> What is being asked
Copy out every record below, word for word.

Segment Start: Exercise material

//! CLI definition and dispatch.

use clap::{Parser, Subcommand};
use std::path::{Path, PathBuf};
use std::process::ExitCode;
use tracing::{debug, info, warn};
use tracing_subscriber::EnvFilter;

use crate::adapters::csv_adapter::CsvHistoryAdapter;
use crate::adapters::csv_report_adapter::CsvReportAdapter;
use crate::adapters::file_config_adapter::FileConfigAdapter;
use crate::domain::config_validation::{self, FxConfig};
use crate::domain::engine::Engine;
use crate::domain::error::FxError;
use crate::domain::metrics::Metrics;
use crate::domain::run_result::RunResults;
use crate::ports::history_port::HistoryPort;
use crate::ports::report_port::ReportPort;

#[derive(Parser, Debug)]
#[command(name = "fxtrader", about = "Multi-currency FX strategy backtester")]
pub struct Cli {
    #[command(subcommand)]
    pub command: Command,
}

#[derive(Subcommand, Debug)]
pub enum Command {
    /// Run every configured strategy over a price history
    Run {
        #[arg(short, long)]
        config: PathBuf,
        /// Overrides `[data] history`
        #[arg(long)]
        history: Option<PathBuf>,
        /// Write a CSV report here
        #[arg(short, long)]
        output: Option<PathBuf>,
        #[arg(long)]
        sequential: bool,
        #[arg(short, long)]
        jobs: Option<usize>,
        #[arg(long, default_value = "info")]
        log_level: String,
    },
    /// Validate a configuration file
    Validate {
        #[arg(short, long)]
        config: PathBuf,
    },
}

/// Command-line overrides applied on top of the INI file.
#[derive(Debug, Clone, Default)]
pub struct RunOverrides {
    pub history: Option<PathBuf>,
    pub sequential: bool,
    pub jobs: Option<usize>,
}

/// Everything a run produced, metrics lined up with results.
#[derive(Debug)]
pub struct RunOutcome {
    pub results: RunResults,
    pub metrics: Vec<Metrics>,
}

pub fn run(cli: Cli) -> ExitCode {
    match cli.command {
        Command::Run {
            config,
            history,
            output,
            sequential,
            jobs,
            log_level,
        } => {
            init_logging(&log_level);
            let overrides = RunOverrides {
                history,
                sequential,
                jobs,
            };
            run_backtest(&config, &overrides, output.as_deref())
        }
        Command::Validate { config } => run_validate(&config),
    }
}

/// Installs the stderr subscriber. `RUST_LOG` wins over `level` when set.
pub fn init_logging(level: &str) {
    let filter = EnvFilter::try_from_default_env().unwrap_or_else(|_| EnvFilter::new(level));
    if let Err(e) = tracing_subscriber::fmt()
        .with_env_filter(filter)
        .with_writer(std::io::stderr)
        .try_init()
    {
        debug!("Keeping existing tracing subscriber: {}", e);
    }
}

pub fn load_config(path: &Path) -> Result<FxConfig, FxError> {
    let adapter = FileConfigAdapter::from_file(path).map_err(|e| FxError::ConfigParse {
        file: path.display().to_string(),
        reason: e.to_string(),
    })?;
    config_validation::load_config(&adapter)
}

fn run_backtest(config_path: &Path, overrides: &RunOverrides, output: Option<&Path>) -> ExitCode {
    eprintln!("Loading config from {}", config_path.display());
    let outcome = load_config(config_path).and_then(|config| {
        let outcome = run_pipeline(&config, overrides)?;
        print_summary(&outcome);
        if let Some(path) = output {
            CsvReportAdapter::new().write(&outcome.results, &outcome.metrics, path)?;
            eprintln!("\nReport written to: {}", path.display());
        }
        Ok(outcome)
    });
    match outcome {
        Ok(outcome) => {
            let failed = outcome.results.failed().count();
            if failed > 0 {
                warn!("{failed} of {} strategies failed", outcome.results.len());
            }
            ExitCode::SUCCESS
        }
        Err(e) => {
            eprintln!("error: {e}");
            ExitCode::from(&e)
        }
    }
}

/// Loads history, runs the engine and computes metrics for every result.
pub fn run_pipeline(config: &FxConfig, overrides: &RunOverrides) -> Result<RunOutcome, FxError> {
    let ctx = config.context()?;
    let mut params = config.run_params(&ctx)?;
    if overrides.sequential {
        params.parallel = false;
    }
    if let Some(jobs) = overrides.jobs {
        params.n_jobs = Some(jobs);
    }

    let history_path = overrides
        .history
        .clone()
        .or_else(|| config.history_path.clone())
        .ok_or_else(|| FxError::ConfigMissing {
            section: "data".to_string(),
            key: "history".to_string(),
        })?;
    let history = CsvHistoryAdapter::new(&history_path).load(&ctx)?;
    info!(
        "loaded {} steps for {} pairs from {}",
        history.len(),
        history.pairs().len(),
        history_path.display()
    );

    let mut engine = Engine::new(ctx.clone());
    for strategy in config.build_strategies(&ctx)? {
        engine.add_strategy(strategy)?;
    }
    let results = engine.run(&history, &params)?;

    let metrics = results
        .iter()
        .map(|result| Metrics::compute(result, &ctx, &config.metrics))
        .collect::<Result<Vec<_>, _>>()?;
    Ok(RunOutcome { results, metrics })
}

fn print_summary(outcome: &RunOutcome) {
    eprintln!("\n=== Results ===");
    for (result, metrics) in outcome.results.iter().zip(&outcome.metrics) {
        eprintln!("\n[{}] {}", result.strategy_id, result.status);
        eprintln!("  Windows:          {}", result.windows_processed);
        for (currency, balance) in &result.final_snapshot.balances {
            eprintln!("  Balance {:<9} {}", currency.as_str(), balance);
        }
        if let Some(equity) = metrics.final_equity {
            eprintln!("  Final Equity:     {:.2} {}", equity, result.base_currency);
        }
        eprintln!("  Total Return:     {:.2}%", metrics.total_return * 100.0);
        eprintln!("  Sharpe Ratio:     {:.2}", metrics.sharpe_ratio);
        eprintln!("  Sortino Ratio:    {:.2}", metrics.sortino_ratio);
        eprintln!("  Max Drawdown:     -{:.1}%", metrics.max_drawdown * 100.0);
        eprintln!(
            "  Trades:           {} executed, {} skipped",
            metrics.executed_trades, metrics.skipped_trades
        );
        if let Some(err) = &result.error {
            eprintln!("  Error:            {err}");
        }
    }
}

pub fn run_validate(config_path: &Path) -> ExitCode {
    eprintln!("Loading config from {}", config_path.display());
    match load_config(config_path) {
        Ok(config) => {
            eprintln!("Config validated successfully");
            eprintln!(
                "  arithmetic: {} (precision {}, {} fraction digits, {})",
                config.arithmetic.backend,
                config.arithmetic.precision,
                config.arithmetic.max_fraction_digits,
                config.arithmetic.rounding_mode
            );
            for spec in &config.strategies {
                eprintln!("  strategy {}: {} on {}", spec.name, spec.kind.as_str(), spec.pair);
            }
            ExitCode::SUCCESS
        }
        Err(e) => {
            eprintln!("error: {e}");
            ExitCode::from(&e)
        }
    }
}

Segment End: Exercise material

> Response to the task
//! CLI definition and dispatch.

use clap::{Parser, Subcommand};
use std::path::{Path, PathBuf};
use std::process::ExitCode;
use tracing::{debug, info, warn};
use tracing_subscriber::EnvFilter;

use crate::adapters::csv_adapter::CsvHistoryAdapter;
use crate::adapters::csv_report_adapter::CsvReportAdapter;
use crate::adapters::file_config_adapter::FileConfigAdapter;
use crate::domain::config_validation::{self, FxConfig};
use crate::domain::engine::Engine;
use crate::domain::error::FxError;
use crate::domain::metrics::Metrics;
use crate::domain::run_result::RunResults;
use crate::ports::history_port::HistoryPort;
use crate::ports::report_port::ReportPort;

#[derive(Parser, Debug)]
#[command(name = "fxtrader", about = "Multi-currency FX strategy backtester")]
pub struct Cli {
    #[command(subcommand)]
    pub command: Command,
}

#[derive(Subcommand, Debug)]
pub enum Command {
    /// Run every configured strategy over a price history
    Run {
        #[arg(short, long)]
        config: PathBuf,
        /// Overrides `[data] history`
        #[arg(long)]
        history: Option<PathBuf>,
        /// Write a CSV report here
        #[arg(short, long)]
        output: Option<PathBuf>,
        #[arg(long)]
        sequential: bool,
        #[arg(short, long)]
        jobs: Option<usize>,
        #[arg(long, default_value = "info")]
        log_level: String,
    },
    /// Validate a configuration file
    Validate {
        #[arg(short, long)]
        config: PathBuf,
    },
}

/// Command-line overrides applied on top of the INI file.
#[derive(Debug, Clone, Default)]
pub struct RunOverrides {
    pub history: Option<PathBuf>,
    pub sequential: bool,
    pub jobs: Option<usize>,
}

/// Everything a run produced, metrics lined up with results.
#[derive(Debug)]
pub struct RunOutcome {
    pub results: RunResults,
    pub metrics: Vec<Metrics>,
}

pub fn run(cli: Cli) -> ExitCode {
    match cli.command {
        Command::Run {
            config,
            history,
            output,
            sequential,
            jobs,
            log_level,
        } => {
            init_logging(&log_level);
            let overrides = RunOverrides {
                history,
                sequential,
                jobs,
            };
            run_backtest(&config, &overrides, output.as_deref())
        }
        Command::Validate { config } => run_validate(&config),
    }
}

/// Installs the stderr subscriber. `RUST_LOG` wins over `level` when set.
pub fn init_logging(level: &str) {
    let filter = EnvFilter::try_from_default_env().unwrap_or_else(|_| EnvFilter::new(level));
    if let Err(e) = tracing_subscriber::fmt()
        .with_env_filter(filter)
        .with_writer(std::io::stderr)
        .try_init()
    {
        debug!("Keeping existing tracing subscriber: {}", e);
    }
}

pub fn load_config(path: &Path) -> Result<FxConfig, FxError> {
    let adapter = FileConfigAdapter::from_file(path).map_err(|e| FxError::ConfigParse {
        file: path.display().to_string(),
        reason: e.to_string(),
    })?;
    config_validation::load_config(&adapter)
}

fn run_backtest(config_path: &Path, overrides: &RunOverrides, output: Option<&Path>) -> ExitCode {
    eprintln!("Loading config from {}", config_path.display());
    let outcome = load_config(config_path).and_then(|config| {
        let outcome = run_pipeline(&config, overrides)?;
        print_summary(&outcome);
        if let Some(path) = output {
            CsvReportAdapter::new().write(&outcome.results, &outcome.metrics, path)?;
            eprintln!("\nReport written to: {}", path.display());
        }
        Ok(outcome)
    });
    match outcome {
        Ok(outcome) => {
            let failed = outcome.results.failed().count();
            if failed > 0 {
                warn!("{failed} of {} strategies failed", outcome.results.len());
            }
            ExitCode::SUCCESS
        }
        Err(e) => {
            eprintln!("error: {e}");
            ExitCode::from(&e)
        }
    }
}

/// Loads history, runs the engine and computes metrics for every result.
pub fn run_pipeline(config: &FxConfig, overrides: &RunOverrides) -> Result<RunOutcome, FxError> {
    let ctx = config.context()?;
    let mut params = config.run_params(&ctx)?;
    if overrides.sequential {
        params.parallel = false;
    }
    if let Some(jobs) = overrides.jobs {
        params.n_jobs = Some(jobs);
    }

    let history_path = overrides
        .history
        .clone()
        .or_else(|| config.history_path.clone())
        .ok_or_else(|| FxError::ConfigMissing {
            section: "data".to_string(),
            key: "history".to_string(),
        })?;
    let history = CsvHistoryAdapter::new(&history_path).load(&ctx)?;
    info!(
        "loaded {} steps for {} pairs from {}",
        history.len(),
        history.pairs().len(),
        history_path.display()
    );

    let mut engine = Engine::new(ctx.clone());
    for strategy in config.build_strategies(&ctx)? {
        engine.add_strategy(strategy)?;
    }
    let results = engine.run(&history, &params)?;

    let metrics = results
        .iter()
        .map(|result| Metrics::compute(result, &ctx, &config.metrics))
        .collect::<Result<Vec<_>, _>>()?;
    Ok(RunOutcome { results, metrics })
}

fn print_summary(outcome: &RunOutcome) {
    eprintln!("\n=== Results ===");
    for (result, metrics) in outcome.results.iter().zip(&outcome.metrics) {
        eprintln!("\n[{}] {}", result.strategy_id, result.status);
        eprintln!("  Windows:          {}", result.windows_processed);
        for (currency, balance) in &result.final_snapshot.balances {
            eprintln!("  Balance {:<9} {}", currency.as_str(), balance);
        }
        if let Some(equity) = metrics.final_equity {
            eprintln!("  Final Equity:     {:.2} {}", equity, result.base_currency);
        }
        eprintln!("  Total Return:     {:.2}%", metrics.total_return * 100.0);
        eprintln!("  Sharpe Ratio:     {:.2}", metrics.sharpe_ratio);
        eprintln!("  Sortino Ratio:    {:.2}", metrics.sortino_ratio);
        eprintln!("  Max Drawdown:     -{:.1}%", metrics.max_drawdown * 100.0);
        eprintln!(
            "  Trades:           {} executed, {} skipped",
            metrics.executed_trades, metrics.skipped_trades
        );
        if let Some(err) = &result.error {
            eprintln!("  Error:            {err}");
        }
    }
}

pub fn run_validate(config_path: &Path) -> ExitCode {
    eprintln!("Loading config from {}", config_path.display());
    match load_config(config_path) {
        Ok(config) => {
            eprintln!("Config validated successfully");
            eprintln!(
                "  arithmetic: {} (precision {}, {} fraction digits, {})",
                config.arithmetic.backend,
                config.arithmetic.precision,
                config.arithmetic.max_fraction_digits,
                config.arithmetic.rounding_mode
            );
            for spec in &config.strategies {
                eprintln!("  strategy {}: {} on {}", spec.name, spec.kind.as_str(), spec.pair);
            }
            ExitCode::SUCCESS
        }
        Err(e) => {
            eprintln!("error: {e}");
            ExitCode::from(&e)
        }
    }
}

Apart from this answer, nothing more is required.